**WORK REQUEST**
Take every line from the listing below that includes "KrxDataKind" and copy it.
#### RECORDS SUPPLIED ####
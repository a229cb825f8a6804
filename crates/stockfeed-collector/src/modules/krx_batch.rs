//! KRX 기준일 배치 수집 모듈.
//!
//! 워터마크 다음 평일부터 어제(KST)까지 날짜 오름차순으로, 날짜마다
//! `kospi_daily → kosdaq_daily → kospi_basic → kosdaq_basic` 순서로 수집합니다.
//!
//! # 진행 상태
//!
//! - API 하나가 끝날 때마다 `by_date`에 기록하고 저장
//! - 4개 API가 모두 끝난 날짜가 워터마크와 이어지면 워터마크로 흡수
//! - 호출 한도에 걸리면 그때까지의 상태를 저장하고 즉시 종료
//!
//! 기본정보는 같은 날짜 일별 매매정보에서 시가총액 필터를 통과한 종목만 남깁니다.
//! 일별 매매정보가 이전 실행에서 끝났다면 종목별 파일을 읽어 종목코드를 복원합니다.

use std::collections::{BTreeMap, HashMap, HashSet};
use std::time::Instant;

use chrono::{Duration, NaiveDate};
use serde::Serialize;
use stockfeed_core::calendar::{format_yyyymmdd, weekdays_between, yesterday_kst};
use stockfeed_core::{FetchOutcome, KrxApiId, KrxDataKind, KrxRow, Market, WorkUnit};
use stockfeed_data::{KrxFetcher, KrxProgress, KRX_PROGRESS_KEY};

use super::RunStatus;
use crate::state::CollectorState;
use crate::{CollectionStats, Result};

/// 배치 실행 옵션
#[derive(Debug, Clone, Default)]
pub struct KrxBatchOptions {
    /// 이번 실행에서 처리할 최대 날짜 수 (None이면 끝까지)
    pub max_dates: Option<usize>,
    /// 마지막 기준일 (None이면 어제, KST)
    pub end_date: Option<NaiveDate>,
    /// 진행 상태를 지우고 처음부터
    pub reset: bool,
}

/// 배치 실행 결과
#[derive(Debug, Clone, Serialize)]
pub struct KrxBatchSummary {
    pub status: RunStatus,
    pub rate_limited: bool,
    /// 이번 실행에서 수집을 시도한 날짜 수
    pub dates_processed: usize,
    /// 이번 실행에서 워터마크로 흡수된 날짜 수
    pub dates_completed: usize,
    /// 종목별 파일에 새로 추가된 행 수
    pub rows_saved: usize,
    /// 기본정보 스냅샷에 저장된 행 수
    pub basic_rows_saved: usize,
    /// 실패해 다음 실행으로 넘어간 단위 (`YYYYMMDD:api_id`)
    pub failed_units: Vec<String>,
    pub last_completed_date: Option<String>,
    pub total_dates_done: u64,
    pub message: String,
    pub stats: CollectionStats,
}

/// 단위 하나의 처리 결과
#[derive(Debug, Clone, PartialEq, Serialize)]
#[serde(untagged)]
pub enum UnitReport {
    Saved {
        path: String,
        count: usize,
        #[serde(skip)]
        added: usize,
    },
    Error {
        error: String,
    },
}

/// 날짜 하나 수집 결과
#[derive(Debug, Clone, Serialize)]
pub struct DateCollection {
    pub date: String,
    pub results: BTreeMap<KrxApiId, UnitReport>,
    pub rate_limited: bool,
}

enum UnitResult {
    Saved(UnitReport),
    RateLimited(String),
    Failed(String),
}

/// 한 날짜 안에서 공유하는 시장별 종목코드 집합
type CodeSets = HashMap<Market, HashSet<String>>;

/// 시가총액 필터 + 기준일 보정
fn filter_daily_rows(rows: Vec<KrxRow>, state: &CollectorState, bas_dd: &str) -> Vec<KrxRow> {
    let threshold = state.config.krx.market_cap_threshold;
    rows.into_iter()
        .filter(|row| row.market_cap().is_some_and(|cap| cap >= threshold))
        .map(|mut row| {
            if row.trade_date().is_none() {
                row.insert("BAS_DD", bas_dd);
            }
            row
        })
        .collect()
}

/// 같은 날짜 일별 매매정보의 종목코드 집합. 메모리에 없으면 저장된 파일에서 복원합니다.
async fn codes_for(
    state: &CollectorState,
    codes: &mut CodeSets,
    market: Market,
    bas_dd: &str,
) -> Result<HashSet<String>> {
    if let Some(set) = codes.get(&market) {
        return Ok(set.clone());
    }
    let set = state.daily_sink(market).codes_for_date(bas_dd).await?;
    tracing::debug!(market = market.as_str(), bas_dd, count = set.len(), "종목코드 복원");
    codes.insert(market, set.clone());
    Ok(set)
}

/// 단위 하나: 수집 → 필터 → 저장.
async fn run_unit(
    state: &CollectorState,
    fetcher: &dyn KrxFetcher,
    date: NaiveDate,
    api_id: KrxApiId,
    codes: &mut CodeSets,
) -> Result<UnitResult> {
    let unit = WorkUnit::Krx { date, api_id };
    let bas_dd = format_yyyymmdd(date);
    let market = api_id.market();

    let rows = match fetcher.fetch(api_id, date).await {
        FetchOutcome::Ok(rows) => rows,
        FetchOutcome::Empty => Vec::new(),
        FetchOutcome::RateLimited { reason, .. } => return Ok(UnitResult::RateLimited(reason)),
        FetchOutcome::HardError(e) => return Ok(UnitResult::Failed(e)),
    };
    let fetched = rows.len();

    let report = match api_id.kind() {
        KrxDataKind::DailyTrade => {
            let filtered = filter_daily_rows(rows, state, &bas_dd);
            let set: HashSet<String> = filtered.iter().filter_map(KrxRow::short_code).collect();
            codes.insert(market, set);

            let sink = state.daily_sink(market);
            let count = filtered.len();
            let write = sink.append_rows(filtered).await?;
            UnitReport::Saved {
                path: sink.dir().display().to_string(),
                count,
                added: write.added,
            }
        }
        KrxDataKind::BasicInfo => {
            let set = codes_for(state, codes, market, &bas_dd).await?;
            let filtered: Vec<KrxRow> = rows
                .into_iter()
                .filter(|row| row.short_code().is_some_and(|c| set.contains(&c)))
                .collect();

            let (path, count) = state.snapshot_sink(market).write(date, filtered).await?;
            UnitReport::Saved {
                path: path.display().to_string(),
                count,
                added: count,
            }
        }
    };

    if let UnitReport::Saved { count, .. } = &report {
        tracing::info!(unit = %unit, fetched, saved = count, "수집 및 저장 완료");
    }
    Ok(UnitResult::Saved(report))
}

async fn save_progress(state: &CollectorState, progress: &mut KrxProgress) -> Result<()> {
    progress.touch();
    state.progress().save(KRX_PROGRESS_KEY, progress).await?;
    Ok(())
}

/// KRX 배치 수집 (끊겼던 날짜/API부터 이어서).
pub async fn run_krx_batch(state: &CollectorState, opts: KrxBatchOptions) -> Result<KrxBatchSummary> {
    let started = Instant::now();
    let fetcher = state.krx_fetcher()?;
    let store = state.progress();

    if opts.reset {
        store.reset(KRX_PROGRESS_KEY).await?;
        tracing::info!("KRX 진행 상태 초기화");
    }
    let mut progress: KrxProgress = store.load(KRX_PROGRESS_KEY).await;

    let end = opts.end_date.unwrap_or_else(yesterday_kst);
    let start = match progress.last_completed() {
        Some(w) => (w + Duration::days(1)).max(state.config.krx.start_date),
        None => state.config.krx.start_date,
    };
    let dates = weekdays_between(start, end);

    tracing::info!(
        start = %format_yyyymmdd(start),
        end = %format_yyyymmdd(end),
        dates = dates.len(),
        watermark = ?progress.last_completed_date,
        "KRX 배치 수집 시작"
    );

    let delay = state.config.krx.request_delay();
    let mut stats = CollectionStats::new();
    let mut summary = KrxBatchSummary {
        status: RunStatus::Completed,
        rate_limited: false,
        dates_processed: 0,
        dates_completed: 0,
        rows_saved: 0,
        basic_rows_saved: 0,
        failed_units: Vec::new(),
        last_completed_date: None,
        total_dates_done: 0,
        message: String::new(),
        stats: CollectionStats::new(),
    };
    let mut fetched_any = false;

    'dates: for &date in &dates {
        if progress.is_date_complete(date) {
            stats.skipped += KrxApiId::ALL.len();
            stats.total += KrxApiId::ALL.len();
            summary.dates_completed += progress.roll_watermark(&dates);
            continue;
        }
        if opts.max_dates.is_some_and(|max| summary.dates_processed >= max) {
            break;
        }
        summary.dates_processed += 1;
        if progress.partial_by_date.contains_key(&format_yyyymmdd(date)) {
            tracing::info!(date = %format_yyyymmdd(date), done = ?progress.done_for(date), "부분 완료 날짜 이어서 수집");
        }

        let mut codes = CodeSets::new();
        for api_id in KrxApiId::ALL {
            stats.total += 1;
            let unit = WorkUnit::Krx { date, api_id };

            if progress.is_done(date, api_id) {
                stats.skipped += 1;
                continue;
            }
            if let Some(dep) = api_id.daily_dependency() {
                if !progress.is_done(date, dep) {
                    tracing::warn!(unit = %unit, dependency = %dep, "선행 일별 매매정보 미완료, 건너뜀");
                    stats.errors += 1;
                    summary.failed_units.push(unit.to_string());
                    continue;
                }
            }

            if fetched_any && !delay.is_zero() {
                tokio::time::sleep(delay).await;
            }
            fetched_any = true;

            match run_unit(state, fetcher.as_ref(), date, api_id, &mut codes).await? {
                UnitResult::Saved(UnitReport::Saved { count, added, .. }) => {
                    if count == 0 {
                        stats.empty += 1;
                    } else {
                        stats.success += 1;
                    }
                    match api_id.kind() {
                        KrxDataKind::DailyTrade => summary.rows_saved += added,
                        KrxDataKind::BasicInfo => summary.basic_rows_saved += count,
                    }
                    stats.saved += added;
                    progress.mark_done(date, api_id);
                    save_progress(state, &mut progress).await?;
                }
                UnitResult::Saved(UnitReport::Error { error }) | UnitResult::Failed(error) => {
                    tracing::error!(unit = %unit, error = %error, "수집 실패, 다음 실행에서 재시도");
                    stats.errors += 1;
                    summary.failed_units.push(unit.to_string());
                }
                UnitResult::RateLimited(reason) => {
                    tracing::warn!(unit = %unit, reason = %reason, "호출 한도 도달, 진행 상태 저장 후 중단");
                    stats.rate_limited += 1;
                    summary.rate_limited = true;
                    summary.status = RunStatus::HaltedByRateLimit;
                    break 'dates;
                }
            }
        }

        let rolled = progress.roll_watermark(&dates);
        if rolled > 0 {
            summary.dates_completed += rolled;
            save_progress(state, &mut progress).await?;
        }
    }

    summary.dates_completed += progress.roll_watermark(&dates);
    save_progress(state, &mut progress).await?;

    stats.elapsed = started.elapsed();
    summary.last_completed_date = progress.last_completed_date.clone();
    summary.total_dates_done = progress.total_dates_done;
    summary.message = batch_message(&summary, &dates, &opts);
    summary.stats = stats;
    summary.stats.log_summary("KRX 배치 수집");

    Ok(summary)
}

fn batch_message(summary: &KrxBatchSummary, dates: &[NaiveDate], opts: &KrxBatchOptions) -> String {
    let watermark = summary
        .last_completed_date
        .clone()
        .unwrap_or_else(|| "-".to_string());
    let mut msg = format!(
        "이번 실행 {}일 처리, {}일 완료 (워터마크 {}, 누적 {}일)",
        summary.dates_processed, summary.dates_completed, watermark, summary.total_dates_done
    );
    if dates.is_empty() {
        msg = format!("수집할 날짜 없음. 완료. (워터마크 {})", watermark);
    }
    if summary.rate_limited {
        msg.push_str(" (호출 제한 도달, 저장됨. 다음 실행 시 이어서 진행)");
    } else if opts.max_dates.is_some_and(|max| summary.dates_processed >= max) {
        msg.push_str(" (max_dates 도달)");
    }
    if !summary.failed_units.is_empty() {
        msg.push_str(&format!(" / 실패 {}건은 다음 실행에서 재시도", summary.failed_units.len()));
    }
    msg
}

/// 날짜 하나를 지정한 API(기본: 전체)로 수집합니다.
///
/// 결과는 진행 상태에도 기록되어 배치 수집이 같은 단위를 다시 부르지 않습니다.
/// 기본정보만 요청해도 아직 완료되지 않은 같은 시장의 일별 매매정보를 먼저 수집하고,
/// 일별 매매정보가 끝내 완료되지 않으면 기본정보는 저장하지 않습니다.
pub async fn collect_date(
    state: &CollectorState,
    date: NaiveDate,
    api_ids: &[KrxApiId],
) -> Result<DateCollection> {
    let fetcher = state.krx_fetcher()?;
    let store = state.progress();
    let mut progress: KrxProgress = store.load(KRX_PROGRESS_KEY).await;

    let mut ids: Vec<KrxApiId> = if api_ids.is_empty() {
        KrxApiId::ALL.to_vec()
    } else {
        api_ids.to_vec()
    };
    let missing_daily: Vec<KrxApiId> = ids
        .iter()
        .filter_map(|api_id| api_id.daily_dependency())
        .filter(|dep| !progress.is_done(date, *dep))
        .collect();
    ids.extend(missing_daily);
    ids.sort();
    ids.dedup();

    let delay = state.config.krx.request_delay();
    let mut codes = CodeSets::new();
    let mut results = BTreeMap::new();
    let mut rate_limit_reason: Option<String> = None;

    for (idx, api_id) in ids.into_iter().enumerate() {
        if let Some(reason) = &rate_limit_reason {
            results.insert(
                api_id,
                UnitReport::Error {
                    error: format!("호출 한도 도달로 건너뜀: {}", reason),
                },
            );
            continue;
        }
        if let Some(dep) = api_id.daily_dependency() {
            if !progress.is_done(date, dep) {
                tracing::warn!(unit = %WorkUnit::Krx { date, api_id }, dependency = %dep, "선행 일별 매매정보 미완료, 건너뜀");
                results.insert(
                    api_id,
                    UnitReport::Error {
                        error: format!("선행 {} 미완료로 건너뜀", dep),
                    },
                );
                continue;
            }
        }
        if idx > 0 && !delay.is_zero() {
            tokio::time::sleep(delay).await;
        }

        let report = match run_unit(state, fetcher.as_ref(), date, api_id, &mut codes).await? {
            UnitResult::Saved(report) => {
                progress.mark_done(date, api_id);
                save_progress(state, &mut progress).await?;
                report
            }
            UnitResult::Failed(error) => UnitReport::Error { error },
            UnitResult::RateLimited(reason) => {
                rate_limit_reason = Some(reason.clone());
                UnitReport::Error { error: reason }
            }
        };
        results.insert(api_id, report);
    }

    let from = progress
        .last_completed()
        .map(|w| w + Duration::days(1))
        .unwrap_or(state.config.krx.start_date);
    if date >= from && progress.roll_watermark(&weekdays_between(from, date)) > 0 {
        save_progress(state, &mut progress).await?;
    }

    Ok(DateCollection {
        date: format_yyyymmdd(date),
        results,
        rate_limited: rate_limit_reason.is_some(),
    })
}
####
**REPLY TO THE EXERCISE**
use stockfeed_core::{FetchOutcome, KrxApiId, KrxDataKind, KrxRow, Market, WorkUnit};
        KrxDataKind::DailyTrade => {
        KrxDataKind::BasicInfo => {
                        KrxDataKind::DailyTrade => summary.rows_saved += added,
                        KrxDataKind::BasicInfo => summary.basic_rows_saved += count,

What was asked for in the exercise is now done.